//! Route-workflow endpoints: place resolution and driving directions.
//!
//! ERROR HANDLING
//! ==============
//! Every failure is answered with a `trip::ErrorBody` so the browser can pick
//! the right alert. Provider detail is logged here and never forwarded.

use axum::extract::{Query, State};
use axum::http::StatusCode;
use axum::response::Json;
use serde::Deserialize;
use trip::{ErrorBody, ErrorCode, LatLng, RouteResult};

use super::auth::AuthUser;
use crate::services::directions::DirectionsError;
use crate::services::geocode::GeocodeError;
use crate::state::AppState;

/// Error half of every handler in this module.
pub type ApiFailure = (StatusCode, Json<ErrorBody>);

fn failure(status: StatusCode, code: ErrorCode, message: impl Into<String>) -> ApiFailure {
    (status, Json(ErrorBody::new(code, message)))
}

pub(crate) fn geocode_failure(err: &GeocodeError) -> ApiFailure {
    match err {
        GeocodeError::NotFound(place) => {
            failure(StatusCode::NOT_FOUND, ErrorCode::GeocodeNotFound, format!("Location not found: {place}"))
        }
        GeocodeError::Fetch(_) => {
            failure(StatusCode::BAD_GATEWAY, ErrorCode::GeocodeFetchFailure, "Failed to fetch coordinates.")
        }
    }
}

pub(crate) fn directions_failure(_err: &DirectionsError) -> ApiFailure {
    failure(StatusCode::BAD_GATEWAY, ErrorCode::RouteFetchFailure, "Failed to get route from the routing service.")
}

#[derive(Debug, Deserialize)]
pub struct GeocodeQuery {
    #[serde(default)]
    q: String,
}

/// `GET /api/geocode?q=<place>`: resolve a place name to its first match.
pub async fn geocode(
    State(state): State<AppState>,
    _auth: AuthUser,
    Query(params): Query<GeocodeQuery>,
) -> Result<Json<LatLng>, ApiFailure> {
    let place = params.q.trim();
    if place.is_empty() {
        return Err(failure(StatusCode::BAD_REQUEST, ErrorCode::BadRequest, "Enter a place to search for."));
    }

    match state.geocoder.resolve_place(place).await {
        Ok(point) => {
            tracing::debug!(%place, lat = point.lat, lng = point.lng, "place resolved");
            Ok(Json(point))
        }
        Err(e) => {
            match &e {
                GeocodeError::NotFound(_) => tracing::info!(%place, "place not found"),
                GeocodeError::Fetch(detail) => tracing::warn!(%place, error = %detail, "geocoding failed"),
            }
            Err(geocode_failure(&e))
        }
    }
}

#[derive(Debug, Deserialize)]
pub struct RouteQuery {
    from_lat: f64,
    from_lng: f64,
    to_lat: f64,
    to_lng: f64,
}

impl RouteQuery {
    fn endpoints(&self) -> (LatLng, LatLng) {
        (LatLng::new(self.from_lat, self.from_lng), LatLng::new(self.to_lat, self.to_lng))
    }
}

/// `GET /api/route?from_lat&from_lng&to_lat&to_lng`: compute a driving route.
pub async fn route(
    State(state): State<AppState>,
    _auth: AuthUser,
    Query(params): Query<RouteQuery>,
) -> Result<Json<RouteResult>, ApiFailure> {
    let Some(directions) = &state.directions else {
        return Err(failure(
            StatusCode::SERVICE_UNAVAILABLE,
            ErrorCode::NotConfigured,
            "Routing is not configured on this server.",
        ));
    };

    let (from, to) = params.endpoints();
    if !from.is_valid() || !to.is_valid() {
        return Err(failure(StatusCode::BAD_REQUEST, ErrorCode::BadRequest, "Coordinates out of range."));
    }

    match directions.compute_route(from, to).await {
        Ok(route) => {
            tracing::debug!(
                vertices = route.path.len(),
                distance_km = %route.distance_km,
                duration = %route.duration,
                "route computed"
            );
            Ok(Json(route))
        }
        Err(e) => {
            tracing::warn!(error = %e, "route fetch failed");
            Err(directions_failure(&e))
        }
    }
}

#[cfg(test)]
#[path = "routing_test.rs"]
mod tests;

## What you should do
If a line in the records above holds the string "BadRequest", copy it.

## Output of the exercise
        return Err(failure(StatusCode::BAD_REQUEST, ErrorCode::BadRequest, "Enter a place to search for."));
        return Err(failure(StatusCode::BAD_REQUEST, ErrorCode::BadRequest, "Coordinates out of range."));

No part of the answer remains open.